*** EXCERPTED RECORDS Section Begins ***

use serde::{Deserialize, Serialize};

/// A validated contact-form submission. Field names follow the wire format
/// shared by the form, the JSON sink and the CSV header.
#[derive(Debug, Clone, PartialEq, Eq, Serialize, Deserialize)]
pub struct Submission {
    pub nombre: String,
    pub correo: String,
    pub mensaje: String,
}

/// A row of the `usuario` table.
#[derive(Debug, Clone, sqlx::FromRow, Serialize, Deserialize)]
pub struct UsuarioRow {
    pub id: i64,
    pub nombre: String,
    pub correo: String,
    pub mensaje: String,
}
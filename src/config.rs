use std::net::IpAddr;
use std::path::PathBuf;

#[derive(Debug, Clone)]
pub struct Config {
    pub host: IpAddr,
    pub port: u16,
    pub data_dir: PathBuf,
    pub database_path: PathBuf,
    pub log_level: String,
}

impl Config {
    pub fn from_env() -> Result<Self, String> {
        let host: IpAddr = env_or("BUZON_HOST", "0.0.0.0")
            .parse()
            .map_err(|e| format!("Invalid BUZON_HOST: {e}"))?;

        let port: u16 = env_or("BUZON_PORT", "3000")
            .parse()
            .map_err(|e| format!("Invalid BUZON_PORT: {e}"))?;

        let data_dir = PathBuf::from(env_or("BUZON_DATA_DIR", "datos"));
        let database_path = PathBuf::from(env_or("BUZON_DATABASE_PATH", "database/usuarios.db"));
        let log_level = env_or("BUZON_LOG_LEVEL", "info");

        Ok(Config {
            host,
            port,
            data_dir,
            database_path,
            log_level,
        })
    }
}

fn env_or(key: &str, default: &str) -> String {
    std::env::var(key).unwrap_or_else(|_| default.to_string())
}
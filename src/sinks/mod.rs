//! The four persistence sinks: text log, JSON array, CSV rows and the
//! `usuario` table. Every accepted submission is appended to all four, each
//! keeping its own independent copy. There is no cross-sink rollback; a
//! failure part-way leaves the earlier sinks written.

pub mod atomic;
pub mod csv;
pub mod json;
pub mod text;

use std::fs;
use std::io;
use std::path::{Path, PathBuf};

use sqlx::SqlitePool;

use crate::db;
use crate::error::AppError;
use crate::models::Submission;

/// Locations of the three flat-file sinks, derived from the data directory
/// at startup and carried in shared state.
#[derive(Debug, Clone)]
pub struct SinkPaths {
    pub txt: PathBuf,
    pub json: PathBuf,
    pub csv: PathBuf,
}

impl SinkPaths {
    pub fn new(data_dir: &Path) -> Self {
        SinkPaths {
            txt: data_dir.join("datos.txt"),
            json: data_dir.join("datos.json"),
            csv: data_dir.join("datos.csv"),
        }
    }

    /// Create any missing sink file with its minimal valid default: an empty
    /// text file, `[]`, and a header-only CSV. Idempotent; existing contents
    /// are never touched. The JSON file is also reset if empty, since an
    /// empty file is not a valid array.
    pub fn ensure(&self) -> io::Result<()> {
        if let Some(parent) = self.txt.parent() {
            fs::create_dir_all(parent)?;
        }

        if !self.txt.exists() {
            fs::write(&self.txt, "")?;
        }

        let json_empty = match fs::metadata(&self.json) {
            Ok(meta) => meta.len() == 0,
            Err(_) => true,
        };
        if json_empty {
            fs::write(&self.json, "[]")?;
        }

        if !self.csv.exists() {
            fs::write(&self.csv, format!("{}\n", csv::HEADER))?;
        }

        Ok(())
    }
}

/// Append a validated submission to all four sinks. The relational insert
/// commits last and returns the assigned id.
pub async fn record(
    paths: &SinkPaths,
    pool: &SqlitePool,
    sub: &Submission,
) -> Result<i64, AppError> {
    text::append(&paths.txt, sub)?;
    json::append(&paths.json, sub)?;
    csv::append(&paths.csv, sub)?;
    let id = db::usuario::insert(pool, sub).await?;
    Ok(id)
}
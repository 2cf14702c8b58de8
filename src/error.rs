use axum::http::StatusCode;
use axum::response::{IntoResponse, Response};

#[derive(Debug)]
pub enum AppError {
    Io(std::io::Error),
    Json(serde_json::Error),
    Database(sqlx::Error),
    Internal(String),
}

impl std::fmt::Display for AppError {
    fn fmt(&self, f: &mut std::fmt::Formatter<'_>) -> std::fmt::Result {
        match self {
            AppError::Io(err) => write!(f, "I/O Error: {err}"),
            AppError::Json(err) => write!(f, "JSON Error: {err}"),
            AppError::Database(err) => write!(f, "Database Error: {err}"),
            AppError::Internal(msg) => write!(f, "Internal Error: {msg}"),
        }
    }
}

impl std::error::Error for AppError {}

impl IntoResponse for AppError {
    fn into_response(self) -> Response {
        tracing::error!("Request failed: {self}");
        (
            StatusCode::INTERNAL_SERVER_ERROR,
            "Internal server error".to_string(),
        )
            .into_response()
    }
}

impl From<std::io::Error> for AppError {
    fn from(err: std::io::Error) -> Self {
        AppError::Io(err)
    }
}

impl From<serde_json::Error> for AppError {
    fn from(err: serde_json::Error) -> Self {
        AppError::Json(err)
    }
}

impl From<sqlx::Error> for AppError {
    fn from(err: sqlx::Error) -> Self {
        AppError::Database(err)
    }
}
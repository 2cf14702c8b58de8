//! CSV sink with the header `nombre,correo,mensaje`. Rows are appended one
//! write at a time; fields containing delimiters are quoted on write and
//! unquoted on read.

use std::fs::{self, OpenOptions};
use std::io::Write;
use std::path::Path;

use crate::error::AppError;
use crate::models::Submission;

pub const HEADER: &str = "nombre,correo,mensaje";

pub fn append(path: &Path, sub: &Submission) -> Result<(), AppError> {
    let row = format!(
        "{},{},{}\n",
        escape(&sub.nombre),
        escape(&sub.correo),
        escape(&sub.mensaje)
    );
    let mut file = OpenOptions::new().append(true).create(true).open(path)?;
    file.write_all(row.as_bytes())?;
    Ok(())
}

/// All rows including the header.
pub fn read_rows(path: &Path) -> Result<Vec<Vec<String>>, AppError> {
    let contents = fs::read_to_string(path)?;
    Ok(parse(&contents))
}

fn escape(field: &str) -> String {
    if field.contains(',') || field.contains('"') || field.contains('\n') {
        format!("\"{}\"", field.replace('"', "\"\""))
    } else {
        field.to_string()
    }
}

fn parse(contents: &str) -> Vec<Vec<String>> {
    let mut rows = Vec::new();
    let mut row = Vec::new();
    let mut field = String::new();
    let mut in_quotes = false;
    let mut chars = contents.chars().peekable();

    while let Some(c) = chars.next() {
        if in_quotes {
            match c {
                '"' if chars.peek() == Some(&'"') => {
                    chars.next();
                    field.push('"');
                }
                '"' => in_quotes = false,
                _ => field.push(c),
            }
        } else {
            match c {
                '"' => in_quotes = true,
                ',' => row.push(std::mem::take(&mut field)),
                '\r' => {}
                '\n' => {
                    row.push(std::mem::take(&mut field));
                    rows.push(std::mem::take(&mut row));
                }
                _ => field.push(c),
            }
        }
    }

    // Final row without a trailing newline.
    if !field.is_empty() || !row.is_empty() {
        row.push(field);
        rows.push(row);
    }

    rows
}
use std::sync::Arc;

use sqlx::SqlitePool;

use crate::sinks::SinkPaths;

pub type SharedState = Arc<AppState>;

pub struct AppState {
    pub pool: SqlitePool,
    pub sinks: SinkPaths,
}
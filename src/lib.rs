pub mod config;
pub mod db;
pub mod error;
pub mod models;
pub mod sinks;
pub mod state;
pub mod submission;
pub mod views;

use std::sync::Arc;

use axum::http::{HeaderName, HeaderValue};
use axum::Router;
use sqlx::SqlitePool;
use tower_http::services::ServeDir;
use tower_http::set_header::SetResponseHeaderLayer;
use tower_http::trace::TraceLayer;

use crate::config::Config;
use crate::sinks::SinkPaths;
use crate::state::{AppState, SharedState};

pub fn build_app(pool: SqlitePool, config: &Config) -> Router {
    let state: SharedState = Arc::new(AppState {
        pool,
        sinks: SinkPaths::new(&config.data_dir),
    });

    Router::new()
        .merge(views::view_routes())
        .nest_service("/static", ServeDir::new("static"))
        .route("/health", axum::routing::get(health))
        .layer(SetResponseHeaderLayer::overriding(
            HeaderName::from_static("x-content-type-options"),
            HeaderValue::from_static("nosniff"),
        ))
        .layer(SetResponseHeaderLayer::overriding(
            HeaderName::from_static("x-frame-options"),
            HeaderValue::from_static("DENY"),
        ))
        .layer(TraceLayer::new_for_http())
        .with_state(state)
}

async fn health() -> &'static str {
    "ok"
}
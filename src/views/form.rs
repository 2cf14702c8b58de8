use askama::Template;
use axum::extract::State;
use axum::response::{Html, IntoResponse};
use axum::Form;

use crate::error::AppError;
use crate::sinks;
use crate::state::SharedState;
use crate::submission::{self, SubmissionForm};

#[derive(Template)]
#[template(path = "resultado.html")]
pub struct ResultadoTemplate {
    pub ok: bool,
    pub mensaje: String,
    pub extra_pretty: String,
}

impl ResultadoTemplate {
    pub fn plain(ok: bool, mensaje: &str) -> Self {
        ResultadoTemplate {
            ok,
            mensaje: mensaje.to_string(),
            extra_pretty: String::new(),
        }
    }
}

pub async fn enviar(
    State(state): State<SharedState>,
    Form(form): Form<SubmissionForm>,
) -> Result<impl IntoResponse, AppError> {
    let sub = match submission::validate(&form) {
        Ok(sub) => sub,
        Err(err) => {
            let template = ResultadoTemplate::plain(false, err.user_message());
            return Ok(Html(template.render().unwrap_or_default()));
        }
    };

    let id = sinks::record(&state.sinks, &state.pool, &sub).await?;
    tracing::info!("Stored submission {id} from {}", sub.correo);

    let template = ResultadoTemplate::plain(true, "Datos guardados correctamente.");
    Ok(Html(template.render().unwrap_or_default()))
}
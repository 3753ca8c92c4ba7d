// Copyright (C) Pavel Grebnev 2024
// Distributed under the MIT License (license terms are at http://opensource.org/licenses/MIT).

//! Integer widths the set can be instantiated with.
//!
//! A set is parameterized by two widths: the value type `V` stored in the dense array, and the
//! signed index type `I` stored in the sparse array. The sparse array needs a signed type because
//! negative entries are sentinels:
//! - `ABSENT` (`-1`) means the value is not a member.
//! - `REMOVING` (`-2`) only appears while a bulk removal is running and never survives it.

use std::fmt;

/// An unsigned integer type that can hold members of the set.
pub trait SetValue: Candidate + Ord + Default + fmt::Debug + fmt::Display {
    /// Largest representable value.
    const MAX: u128;
    /// Type name, used in error messages.
    const WIDTH: &'static str;

    /// Converts a domain value. The caller guarantees that the value fits.
    fn from_usize(value: usize) -> Self;

    fn to_usize(self) -> usize;
}

/// A signed integer type used for the sparse array of positions.
pub trait SetIndex: Copy + Eq + fmt::Debug {
    /// Marks a value that is not in the set.
    const ABSENT: Self;
    /// Scratch mark for a value that is about to be removed.
    const REMOVING: Self;
    /// Largest position that can be stored.
    const MAX_POSITION: u128;
    /// Type name, used in error messages.
    const WIDTH: &'static str;

    /// Converts a dense position. The caller guarantees that the position fits.
    fn from_position(position: usize) -> Self;

    /// Returns the dense position, or `None` if the entry is a sentinel.
    fn position(self) -> Option<usize>;
}

/// Any primitive integer that can be offered to the set as a candidate value.
///
/// Candidates are checked against the domain `[0, capacity)` before they are cast to the
/// set's value type, so negative numbers and numbers wider than `V` are rejected instead of
/// wrapping.
pub trait Candidate: Copy {
    fn to_i128(self) -> i128;
}

macro_rules! impl_candidate {
    ($($t:ty),*) => {
        $(
            impl Candidate for $t {
                #[inline]
                fn to_i128(self) -> i128 {
                    self as i128
                }
            }
        )*
    };
}

impl_candidate!(i8, i16, i32, i64, isize, u8, u16, u32, u64, usize);

macro_rules! impl_set_value {
    ($($t:ty),*) => {
        $(
            impl SetValue for $t {
                const MAX: u128 = <$t>::MAX as u128;
                const WIDTH: &'static str = stringify!($t);

                #[inline]
                fn from_usize(value: usize) -> Self {
                    value as $t
                }

                #[inline]
                fn to_usize(self) -> usize {
                    self as usize
                }
            }
        )*
    };
}

impl_set_value!(u8, u16, u32, u64, usize);

macro_rules! impl_set_index {
    ($($t:ty),*) => {
        $(
            impl SetIndex for $t {
                const ABSENT: Self = -1;
                const REMOVING: Self = -2;
                const MAX_POSITION: u128 = <$t>::MAX as u128;
                const WIDTH: &'static str = stringify!($t);

                #[inline]
                fn from_position(position: usize) -> Self {
                    position as $t
                }

                #[inline]
                fn position(self) -> Option<usize> {
                    if self >= 0 {
                        Some(self as usize)
                    } else {
                        None
                    }
                }
            }
        )*
    };
}

impl_set_index!(i8, i16, i32, i64, isize);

*** EXCERPTED RECORDS Section Ends ***

◆ **EXERCISE**
Check each line of the records above for the string "async", and report every line that has it.

◆ **ANSWER SPACE**
pub async fn record(
async fn health() -> &'static str {
pub async fn enviar(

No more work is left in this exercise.